Data Science

AWS, StarCluster, IPython.parallel, Pandas

Alessandro Gagliardi
Sr. Data Scientist, Glassdoor.com

Last Time:

  • #### Big Data
  • #### MapReduce Programming Model
  • #### Implementation Details
  • #### Word Count Example

Questions?

Agenda:

  1. Readiness Assement
  2. Amazon Web Services
  3. StarCluster
  4. IPython.parallel

Readiness Assement

Two Parts:

  1. Individual
  2. Team
AA | CC | EE
BA | DC | FE
BB | DD | FF

Teams:

AA CC EE
BA DC FE
BB DD FF

Readiness Assement

  1. T/F:
    Part of the innovation of MapReduce is that instead of moving code to data, you move data to code.
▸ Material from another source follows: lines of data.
//! # Factor models
//!
//! $$
//! R_t=\alpha+B F_t+\varepsilon_t,\qquad
//! \mu=\alpha+B\mu_F,\qquad \Sigma=B\Sigma_F B^\top+D
//! $$
//!
//! Loadings are estimated per asset by stepwise regression or by principal
//! component regression, then the factor moments are pushed through `B`.

use nalgebra::DMatrix;
use ndarray::s;
use ndarray::Array1;
use ndarray::Array2;
use ndarray::ArrayView2;
use ndarray::Axis;
use tracing::debug;

use super::moments::sample_covariance;
use super::moments::validate_table;
use super::regression::ols;
use super::regression::OlsResult;
use crate::error::PortfolioError;
use crate::error::Result;
use crate::linalg::sym_eigen_desc;

#[derive(Clone, Copy, Debug, PartialEq, Eq)]
pub enum StepwiseDirection {
  Forward,
  Backward,
}

#[derive(Clone, Copy, Debug, PartialEq, Eq)]
pub enum SelectionCriterion {
  PValue,
  Aic,
  Bic,
  RSquared,
  AdjRSquared,
}

#[derive(Clone, Copy, Debug, PartialEq)]
pub enum PcrComponents {
  Count(usize),
  /// Smallest number of components explaining at least this share.
  Explained(f64),
}

#[derive(Clone, Copy, Debug, PartialEq)]
pub enum LoadingsMethod {
  Stepwise {
    direction: StepwiseDirection,
    criterion: SelectionCriterion,
    /// p-value threshold, only read by [`SelectionCriterion::PValue`].
    threshold: f64,
  },
  Pcr {
    components: PcrComponents,
  },
}

/// Residual covariance added to `B Σ_F B'`.
#[derive(Clone, Copy, Debug, Default, PartialEq, Eq)]
pub enum ResidualCovariance {
  None,
  #[default]
  Diagonal,
  Full,
}

#[derive(Clone, Copy, Debug, PartialEq)]
pub struct FactorConfig {
  pub method: LoadingsMethod,
  pub constant: bool,
  pub residual: ResidualCovariance,
}

impl Default for FactorConfig {
  fn default() -> Self {
    Self {
      method: LoadingsMethod::Stepwise {
        direction: StepwiseDirection::Forward,
        criterion: SelectionCriterion::PValue,
        threshold: 0.05,
      },
      constant: true,
      residual: ResidualCovariance::Diagonal,
    }
  }
}

/// Per-asset regression on the factors.
#[derive(Clone, Debug, PartialEq)]
pub struct Loadings {
  /// Intercepts, one per asset (zero without constant).
  pub alpha: Array1<f64>,
  /// `N × K` exposure matrix, zero where a factor was not selected.
  pub beta: Array2<f64>,
  /// `T × N` regression residuals.
  pub residuals: Array2<f64>,
}

impl Loadings {
  /// Residual covariance of the requested shape.
  pub fn residual_covariance(&self, kind: ResidualCovariance) -> Result<Array2<f64>> {
    let n = self.beta.nrows();
    match kind {
      ResidualCovariance::None => Ok(Array2::zeros((n, n))),
      ResidualCovariance::Full => sample_covariance(&self.residuals.view()),
      ResidualCovariance::Diagonal => {
        let full = sample_covariance(&self.residuals.view())?;
        Ok(Array2::from_diag(&full.diag()))
      }
    }
  }
}

/// Factor-implied moments and return paths.
#[derive(Clone, Debug, PartialEq)]
pub struct FactorModel {
  pub mu: Array1<f64>,
  pub cov: Array2<f64>,
  /// Factor-implied asset returns `α + F B'`.
  pub returns: Array2<f64>,
  /// Uncompounded cumulative path of `returns`.
  pub nav: Array2<f64>,
  pub loadings: Loadings,
}

fn design(x: &ArrayView2<f64>, cols: &[usize], constant: bool) -> DMatrix<f64> {
  let offset = usize::from(constant);
  DMatrix::from_fn(x.nrows(), cols.len() + offset, |i, j| {
    if constant && j == 0 {
      1.0
    } else {
      x[[i, cols[j - offset]]]
    }
  })
}

fn fit(y: &[f64], x: &ArrayView2<f64>, cols: &[usize], constant: bool) -> Result<Option<OlsResult>> {
  if cols.is_empty() && !constant {
    return Ok(None);
  }
  ols(y, &design(x, cols, constant), constant).map(Some)
}

/// Higher is better.
fn score(fit: &OlsResult, criterion: SelectionCriterion) -> f64 {
  match criterion {
    SelectionCriterion::PValue => 0.0,
    SelectionCriterion::Aic => -fit.aic,
    SelectionCriterion::Bic => -fit.bic,
    SelectionCriterion::RSquared => fit.r_squared,
    SelectionCriterion::AdjRSquared => fit.adj_r_squared,
  }
}

fn forward_select(
  y: &[f64],
  x: &ArrayView2<f64>,
  criterion: SelectionCriterion,
  threshold: f64,
  constant: bool,
) -> Result<Vec<usize>> {
  let k = x.ncols();
  let offset = usize::from(constant);
  let mut selected: Vec<usize> = Vec::new();
  let mut current = match fit(y, x, &selected, constant)? {
    Some(f) => score(&f, criterion),
    None => f64::NEG_INFINITY,
  };

  loop {
    let mut best: Option<(usize, f64)> = None;
    for c in (0..k).filter(|c| !selected.contains(c)) {
      let mut trial = selected.clone();
      trial.push(c);
      if trial.len() + offset >= y.len() {
        continue;
      }
      let Some(f) = fit(y, x, &trial, constant)? else {
        continue;
      };
      let value = match criterion {
        SelectionCriterion::PValue => -f.p_values[trial.len() - 1 + offset],
        _ => score(&f, criterion),
      };
      if best.map_or(true, |(_, b)| value > b) {
        best = Some((c, value));
      }
    }
    let Some((c, value)) = best else {
      break;
    };
    let accept = match criterion {
      SelectionCriterion::PValue => -value < threshold,
      _ => value > current,
    };
    if !accept {
      break;
    }
    selected.push(c);
    current = value;
  }

  selected.sort_unstable();
  Ok(selected)
}

fn backward_select(
  y: &[f64],
  x: &ArrayView2<f64>,
  criterion: SelectionCriterion,
  threshold: f64,
  constant: bool,
) -> Result<Vec<usize>> {
  let offset = usize::from(constant);
  let mut selected: Vec<usize> = (0..x.ncols()).collect();
  while selected.len() + offset >= y.len() {
    selected.pop();
  }

  while !selected.is_empty() {
    let Some(full) = fit(y, x, &selected, constant)? else {
      break;
    };
    match criterion {
      SelectionCriterion::PValue => {
        let (pos, worst) = full.p_values[offset..]
          .iter()
          .enumerate()
          .fold((0, f64::NEG_INFINITY), |acc, (i, &p)| if p > acc.1 { (i, p) } else { acc });
        if worst <= threshold {
          break;
        }
        selected.remove(pos);
      }
      _ => {
        let current = score(&full, criterion);
        let mut best: Option<(usize, f64)> = None;
        for pos in 0..selected.len() {
          let mut trial = selected.clone();
          trial.remove(pos);
          let value = match fit(y, x, &trial, constant)? {
            Some(f) => score(&f, criterion),
            None => f64::NEG_INFINITY,
          };
          if best.map_or(true, |(_, b)| value > b) {
            best = Some((pos, value));
          }
        }
        match best {
          Some((pos, value)) if value >= current => {
            selected.remove(pos);
          }
          _ => break,
        }
      }
    }
  }
  Ok(selected)
}

fn stepwise_loadings(
  x: &ArrayView2<f64>,
  y: &ArrayView2<f64>,
  direction: StepwiseDirection,
  criterion: SelectionCriterion,
  threshold: f64,
  constant: bool,
) -> Result<Loadings> {
  let (t, n) = y.dim();
  let k = x.ncols();
  let offset = usize::from(constant);
  let mut alpha = Array1::<f64>::zeros(n);
  let mut beta = Array2::<f64>::zeros((n, k));
  let mut residuals = Array2::<f64>::zeros((t, n));

  for a in 0..n {
    let target: Vec<f64> = y.column(a).to_vec();
    let cols = match direction {
      StepwiseDirection::Forward => forward_select(&target, x, criterion, threshold, constant)?,
      StepwiseDirection::Backward => backward_select(&target, x, criterion, threshold, constant)?,
    };
    debug!(asset = a, factors = ?cols, "stepwise selection");
    match fit(&target, x, &cols, constant)? {
      Some(f) => {
        if constant {
          alpha[a] = f.beta[0];
        }
        for (j, &c) in cols.iter().enumerate() {
          beta[[a, c]] = f.beta[j + offset];
        }
        residuals.column_mut(a).assign(&Array1::from(f.residuals));
      }
      None => residuals.column_mut(a).assign(&y.column(a)),
    }
  }

  Ok(Loadings { alpha, beta, residuals })
}

fn pcr_loadings(
  x: &ArrayView2<f64>,
  y: &ArrayView2<f64>,
  components: PcrComponents,
  constant: bool,
) -> Result<Loadings> {
  let (t, k) = x.dim();
  let n = y.ncols();
  let mean = x.mean_axis(Axis(0)).unwrap_or_else(|| Array1::zeros(k));
  let std = x.std_axis(Axis(0), 1.0).mapv(|s| if s > 0.0 { s } else { 1.0 });
  let z = (x - &mean.view().insert_axis(Axis(0))) / &std.view().insert_axis(Axis(0));

  let corr = z.t().dot(&z) / (t as f64 - 1.0);
  let (values, vectors) = sym_eigen_desc(&corr.view());
  let total: f64 = values.iter().map(|v| v.max(0.0)).sum();
  let n_comp = match components {
    PcrComponents::Count(c) => c.clamp(1, k),
    PcrComponents::Explained(share) => {
      let mut acc = 0.0;
      let mut c = k;
      for (i, v) in values.iter().enumerate() {
        acc += v.max(0.0) / total;
        if acc >= share {
          c = i + 1;
          break;
        }
      }
      c
    }
  };
  let v_k = vectors.slice(s![.., ..n_comp]).to_owned();
  let scores = z.dot(&v_k);
  let cols: Vec<usize> = (0..n_comp).collect();

  let mut alpha = Array1::<f64>::zeros(n);
  let mut beta = Array2::<f64>::zeros((n, k));
  let mut residuals = Array2::<f64>::zeros((t, n));
  let offset = usize::from(constant);
  for a in 0..n {
    let target: Vec<f64> = y.column(a).to_vec();
    let f = fit(&target, &scores.view(), &cols, constant)?
      .ok_or_else(|| PortfolioError::invalid("principal component regression has no regressors"))?;
    let gamma = Array1::from_iter(f.beta[offset..].iter().copied());
    let b = v_k.dot(&gamma) / &std;
    let intercept = if constant { f.beta[0] } else { 0.0 };
    alpha[a] = intercept - b.dot(&mean);
    beta.row_mut(a).assign(&b);
    residuals.column_mut(a).assign(&Array1::from(f.residuals));
  }
  Ok(Loadings { alpha, beta, residuals })
}

/// Estimate the loadings of assets `y` (`T × N`) on factors `x` (`T × K`).
pub fn loadings_matrix(x: &ArrayView2<f64>, y: &ArrayView2<f64>, cfg: &FactorConfig) -> Result<Loadings> {
  validate_table(x, 3)?;
  validate_table(y, 3)?;
  if x.nrows() != y.nrows() {
    return Err(PortfolioError::mismatch("factor periods", y.nrows(), x.nrows()));
  }
  match cfg.method {
    LoadingsMethod::Stepwise {
      direction,
      criterion,
      threshold,
    } => stepwise_loadings(x, y, direction, criterion, threshold, cfg.constant),
    LoadingsMethod::Pcr { components } => pcr_loadings(x, y, components, cfg.constant),
  }
}

/// Factor-implied moments. Loadings are estimated when not supplied.
pub fn risk_factors(
  x: &ArrayView2<f64>,
  y: &ArrayView2<f64>,
  loadings: Option<&Loadings>,
  cfg: &FactorConfig,
) -> Result<FactorModel> {
  let loadings = match loadings {
    Some(l) => {
      if l.beta.dim() != (y.ncols(), x.ncols()) {
        return Err(PortfolioError::mismatch("loadings rows", y.ncols(), l.beta.nrows()));
      }
      l.clone()
    }
    None => loadings_matrix(x, y, cfg)?,
  };

  let mu_f = x
    .mean_axis(Axis(0))
    .ok_or_else(|| PortfolioError::invalid("empty factor table"))?;
  let cov_f = sample_covariance(x)?;
  let b = &loadings.beta;
  let mu = &loadings.alpha + &b.dot(&mu_f);
  let cov = b.dot(&cov_f).dot(&b.t()) + loadings.residual_covariance(cfg.residual)?;

  let returns = x.dot(&b.t()) + &loadings.alpha.view().insert_axis(Axis(0));
  let mut nav = returns.clone();
  nav.accumulate_axis_inplace(Axis(0), |&prev, cur| *cur += prev);

  Ok(FactorModel {
    mu,
    cov,
    returns,
    nav,
    loadings,
  })
}

#[cfg(test)]
mod tests {
  use approx::assert_abs_diff_eq;
  use rand::rngs::StdRng;
  use rand::Rng;
  use rand::SeedableRng;
  use rand_distr::StandardNormal;

  use super::*;

  /// Two assets driven by factor 0 only, factor 1 is noise.
  fn sample() -> (Array2<f64>, Array2<f64>) {
    let mut rng = StdRng::seed_from_u64(11);
    let t = 400;
    let mut x = Array2::<f64>::zeros((t, 2));
    let mut y = Array2::<f64>::zeros((t, 2));
    for r in 0..t {
      let f0: f64 = rng.sample(StandardNormal);
      let f1: f64 = rng.sample(StandardNormal);
      let e0: f64 = rng.sample(StandardNormal);
      let e1: f64 = rng.sample(StandardNormal);
      x[[r, 0]] = 0.01 * f0;
      x[[r, 1]] = 0.01 * f1;
      y[[r, 0]] = 0.001 + 1.5 * x[[r, 0]] + 0.002 * e0;
      y[[r, 1]] = -0.5 * x[[r, 0]] + 0.002 * e1;
    }
    (x, y)
  }

  #[test]
  fn forward_pvalue_selects_true_factor() {
    let (x, y) = sample();
    let l = loadings_matrix(&x.view(), &y.view(), &FactorConfig::default()).unwrap();
    assert_abs_diff_eq!(l.beta[[0, 0]], 1.5, epsilon = 0.05);
    assert_abs_diff_eq!(l.beta[[1, 0]], -0.5, epsilon = 0.05);
  }

  #[test]
  fn backward_bic_drops_noise_factor() {
    let (x, y) = sample();
    let cfg = FactorConfig {
      method: LoadingsMethod::Stepwise {
        direction: StepwiseDirection::Backward,
        criterion: SelectionCriterion::Bic,
        threshold: 0.05,
      },
      ..FactorConfig::default()
    };
    let l = loadings_matrix(&x.view(), &y.view(), &cfg).unwrap();
    assert_abs_diff_eq!(l.beta[[0, 0]], 1.5, epsilon = 0.05);
    assert!(l.beta[[0, 1]].abs() < 0.05);
  }

  #[test]
  fn pcr_with_all_components_matches_ols() {
    let (x, y) = sample();
    let cfg = FactorConfig {
      method: LoadingsMethod::Pcr {
        components: PcrComponents::Count(2),
      },
      ..FactorConfig::default()
    };
    let l = loadings_matrix(&x.view(), &y.view(), &cfg).unwrap();
    let full = ols(
      &y.column(0).to_vec(),
      &design(&x.view(), &[0, 1], true),
      true,
    )
    .unwrap();
    assert_abs_diff_eq!(l.beta[[0, 0]], full.beta[1], epsilon = 1e-8);
    assert_abs_diff_eq!(l.beta[[0, 1]], full.beta[2], epsilon = 1e-8);
    assert_abs_diff_eq!(l.alpha[0], full.beta[0], epsilon = 1e-8);
  }

  #[test]
  fn factor_moments_are_consistent() {
    let (x, y) = sample();
    let model = risk_factors(&x.view(), &y.view(), None, &FactorConfig::default()).unwrap();
    assert_eq!(model.cov.dim(), (2, 2));
    assert!(crate::linalg::is_psd(&model.cov.view()));
    let mean_fitted = model.returns.mean_axis(Axis(0)).unwrap();
    assert_abs_diff_eq!(mean_fitted, model.mu, epsilon = 1e-12);
    assert_abs_diff_eq!(model.nav[[model.nav.nrows() - 1, 0]], model.returns.column(0).sum(), epsilon = 1e-12);
  }
}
  2. Which of the following can be used as HDFS:

    1. Elastic Beanstalk
    2. IAM
    3. Redshift
    4. S3
    5. None of the Above
  1. Write a mapper and reducer (in Python or pseudocode) that takes a list of page visits and yields a list of URLs and the number of unique visitors to those URLs given input like the following:

     timestamp       url                     user
     201301010000    example.com/page01.html userA
     201301010100    example.com/page02.html userA
     201302010330    example.com/page01.html userB
     201303010400    example.com/page03.html userC
     201303010401    example.com/page02.html userA
    
     def mapper(k1, v1):
         '''
         k1: timestamp
         v1: url user (separated by a space)
         '''
         ...
         yield (k2, v2)
    
     def reducer(k2, k2_vals):
         ...
         yield (url, number_of_unique_users)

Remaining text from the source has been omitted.